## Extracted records
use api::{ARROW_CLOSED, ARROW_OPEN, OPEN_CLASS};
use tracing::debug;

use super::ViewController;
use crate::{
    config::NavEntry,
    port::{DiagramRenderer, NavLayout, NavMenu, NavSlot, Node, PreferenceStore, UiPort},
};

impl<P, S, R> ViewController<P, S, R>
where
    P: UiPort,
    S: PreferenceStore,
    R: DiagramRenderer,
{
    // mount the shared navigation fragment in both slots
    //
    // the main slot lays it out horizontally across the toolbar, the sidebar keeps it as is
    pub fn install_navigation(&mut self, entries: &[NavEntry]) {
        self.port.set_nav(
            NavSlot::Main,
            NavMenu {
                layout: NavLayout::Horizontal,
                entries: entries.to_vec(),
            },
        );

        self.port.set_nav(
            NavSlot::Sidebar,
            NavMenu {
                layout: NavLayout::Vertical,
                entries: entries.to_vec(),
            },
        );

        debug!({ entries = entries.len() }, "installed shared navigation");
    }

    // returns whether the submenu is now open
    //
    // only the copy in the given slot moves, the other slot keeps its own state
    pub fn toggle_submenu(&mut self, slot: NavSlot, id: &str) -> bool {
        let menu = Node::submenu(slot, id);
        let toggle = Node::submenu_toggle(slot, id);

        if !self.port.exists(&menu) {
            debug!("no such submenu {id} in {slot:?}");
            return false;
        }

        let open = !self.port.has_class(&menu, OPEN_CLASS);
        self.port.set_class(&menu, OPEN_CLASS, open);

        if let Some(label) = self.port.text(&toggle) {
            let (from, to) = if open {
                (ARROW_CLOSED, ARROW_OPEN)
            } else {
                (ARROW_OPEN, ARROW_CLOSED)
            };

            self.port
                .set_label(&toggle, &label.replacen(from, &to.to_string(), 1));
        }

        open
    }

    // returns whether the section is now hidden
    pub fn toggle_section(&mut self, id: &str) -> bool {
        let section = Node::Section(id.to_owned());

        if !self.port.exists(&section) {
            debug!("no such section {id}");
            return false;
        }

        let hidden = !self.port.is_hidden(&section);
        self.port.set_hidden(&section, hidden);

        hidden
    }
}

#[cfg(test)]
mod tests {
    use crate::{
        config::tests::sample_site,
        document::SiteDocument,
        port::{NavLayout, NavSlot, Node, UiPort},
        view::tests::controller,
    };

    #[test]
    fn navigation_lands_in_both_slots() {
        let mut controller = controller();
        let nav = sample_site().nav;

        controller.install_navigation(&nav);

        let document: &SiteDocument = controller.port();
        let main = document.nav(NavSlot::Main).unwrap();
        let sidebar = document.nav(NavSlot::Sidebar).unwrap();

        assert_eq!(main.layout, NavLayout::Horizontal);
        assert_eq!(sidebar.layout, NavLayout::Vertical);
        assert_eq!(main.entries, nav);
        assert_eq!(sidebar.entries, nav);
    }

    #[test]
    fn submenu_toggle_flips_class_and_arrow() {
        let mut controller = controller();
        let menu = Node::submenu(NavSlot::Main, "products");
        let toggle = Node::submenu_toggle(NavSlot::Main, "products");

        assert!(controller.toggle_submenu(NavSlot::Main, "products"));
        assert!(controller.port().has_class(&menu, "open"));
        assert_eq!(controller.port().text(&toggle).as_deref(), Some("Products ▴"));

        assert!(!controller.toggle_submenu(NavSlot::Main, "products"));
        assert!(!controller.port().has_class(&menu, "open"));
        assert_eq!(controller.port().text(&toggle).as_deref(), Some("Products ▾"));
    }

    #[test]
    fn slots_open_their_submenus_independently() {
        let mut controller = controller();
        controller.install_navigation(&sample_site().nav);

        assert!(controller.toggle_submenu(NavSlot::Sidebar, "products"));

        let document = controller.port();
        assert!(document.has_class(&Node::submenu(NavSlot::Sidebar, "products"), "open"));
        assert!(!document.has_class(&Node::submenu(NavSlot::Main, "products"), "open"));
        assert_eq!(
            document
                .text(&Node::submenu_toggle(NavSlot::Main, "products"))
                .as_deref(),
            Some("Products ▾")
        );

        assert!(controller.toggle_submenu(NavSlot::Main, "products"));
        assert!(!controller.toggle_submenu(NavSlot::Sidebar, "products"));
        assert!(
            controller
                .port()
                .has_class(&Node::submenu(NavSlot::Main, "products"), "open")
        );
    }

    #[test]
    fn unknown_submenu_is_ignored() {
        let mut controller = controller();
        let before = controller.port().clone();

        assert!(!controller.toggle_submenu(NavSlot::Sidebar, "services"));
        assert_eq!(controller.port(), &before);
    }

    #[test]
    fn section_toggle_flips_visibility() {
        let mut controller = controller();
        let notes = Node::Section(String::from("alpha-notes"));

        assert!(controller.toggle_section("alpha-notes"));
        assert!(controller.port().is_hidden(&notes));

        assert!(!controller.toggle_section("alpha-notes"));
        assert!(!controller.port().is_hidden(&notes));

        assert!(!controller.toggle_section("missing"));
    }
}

## Problem to solve
Could you reproduce every record above exactly as it stands?

## Exercise response
use api::{ARROW_CLOSED, ARROW_OPEN, OPEN_CLASS};
use tracing::debug;

use super::ViewController;
use crate::{
    config::NavEntry,
    port::{DiagramRenderer, NavLayout, NavMenu, NavSlot, Node, PreferenceStore, UiPort},
};

impl<P, S, R> ViewController<P, S, R>
where
    P: UiPort,
    S: PreferenceStore,
    R: DiagramRenderer,
{
    // mount the shared navigation fragment in both slots
    //
    // the main slot lays it out horizontally across the toolbar, the sidebar keeps it as is
    pub fn install_navigation(&mut self, entries: &[NavEntry]) {
        self.port.set_nav(
            NavSlot::Main,
            NavMenu {
                layout: NavLayout::Horizontal,
                entries: entries.to_vec(),
            },
        );

        self.port.set_nav(
            NavSlot::Sidebar,
            NavMenu {
                layout: NavLayout::Vertical,
                entries: entries.to_vec(),
            },
        );

        debug!({ entries = entries.len() }, "installed shared navigation");
    }

    // returns whether the submenu is now open
    //
    // only the copy in the given slot moves, the other slot keeps its own state
    pub fn toggle_submenu(&mut self, slot: NavSlot, id: &str) -> bool {
        let menu = Node::submenu(slot, id);
        let toggle = Node::submenu_toggle(slot, id);

        if !self.port.exists(&menu) {
            debug!("no such submenu {id} in {slot:?}");
            return false;
        }

        let open = !self.port.has_class(&menu, OPEN_CLASS);
        self.port.set_class(&menu, OPEN_CLASS, open);

        if let Some(label) = self.port.text(&toggle) {
            let (from, to) = if open {
                (ARROW_CLOSED, ARROW_OPEN)
            } else {
                (ARROW_OPEN, ARROW_CLOSED)
            };

            self.port
                .set_label(&toggle, &label.replacen(from, &to.to_string(), 1));
        }

        open
    }

    // returns whether the section is now hidden
    pub fn toggle_section(&mut self, id: &str) -> bool {
        let section = Node::Section(id.to_owned());

        if !self.port.exists(&section) {
            debug!("no such section {id}");
            return false;
        }

        let hidden = !self.port.is_hidden(&section);
        self.port.set_hidden(&section, hidden);

        hidden
    }
}

#[cfg(test)]
mod tests {
    use crate::{
        config::tests::sample_site,
        document::SiteDocument,
        port::{NavLayout, NavSlot, Node, UiPort},
        view::tests::controller,
    };

    #[test]
    fn navigation_lands_in_both_slots() {
        let mut controller = controller();
        let nav = sample_site().nav;

        controller.install_navigation(&nav);

        let document: &SiteDocument = controller.port();
        let main = document.nav(NavSlot::Main).unwrap();
        let sidebar = document.nav(NavSlot::Sidebar).unwrap();

        assert_eq!(main.layout, NavLayout::Horizontal);
        assert_eq!(sidebar.layout, NavLayout::Vertical);
        assert_eq!(main.entries, nav);
        assert_eq!(sidebar.entries, nav);
    }

    #[test]
    fn submenu_toggle_flips_class_and_arrow() {
        let mut controller = controller();
        let menu = Node::submenu(NavSlot::Main, "products");
        let toggle = Node::submenu_toggle(NavSlot::Main, "products");

        assert!(controller.toggle_submenu(NavSlot::Main, "products"));
        assert!(controller.port().has_class(&menu, "open"));
        assert_eq!(controller.port().text(&toggle).as_deref(), Some("Products ▴"));

        assert!(!controller.toggle_submenu(NavSlot::Main, "products"));
        assert!(!controller.port().has_class(&menu, "open"));
        assert_eq!(controller.port().text(&toggle).as_deref(), Some("Products ▾"));
    }

    #[test]
    fn slots_open_their_submenus_independently() {
        let mut controller = controller();
        controller.install_navigation(&sample_site().nav);

        assert!(controller.toggle_submenu(NavSlot::Sidebar, "products"));

        let document = controller.port();
        assert!(document.has_class(&Node::submenu(NavSlot::Sidebar, "products"), "open"));
        assert!(!document.has_class(&Node::submenu(NavSlot::Main, "products"), "open"));
        assert_eq!(
            document
                .text(&Node::submenu_toggle(NavSlot::Main, "products"))
                .as_deref(),
            Some("Products ▾")
        );

        assert!(controller.toggle_submenu(NavSlot::Main, "products"));
        assert!(!controller.toggle_submenu(NavSlot::Sidebar, "products"));
        assert!(
            controller
                .port()
                .has_class(&Node::submenu(NavSlot::Main, "products"), "open")
        );
    }

    #[test]
    fn unknown_submenu_is_ignored() {
        let mut controller = controller();
        let before = controller.port().clone();

        assert!(!controller.toggle_submenu(NavSlot::Sidebar, "services"));
        assert_eq!(controller.port(), &before);
    }

    #[test]
    fn section_toggle_flips_visibility() {
        let mut controller = controller();
        let notes = Node::Section(String::from("alpha-notes"));

        assert!(controller.toggle_section("alpha-notes"));
        assert!(controller.port().is_hidden(&notes));

        assert!(!controller.toggle_section("alpha-notes"));
        assert!(!controller.port().is_hidden(&notes));

        assert!(!controller.toggle_section("missing"));
    }
}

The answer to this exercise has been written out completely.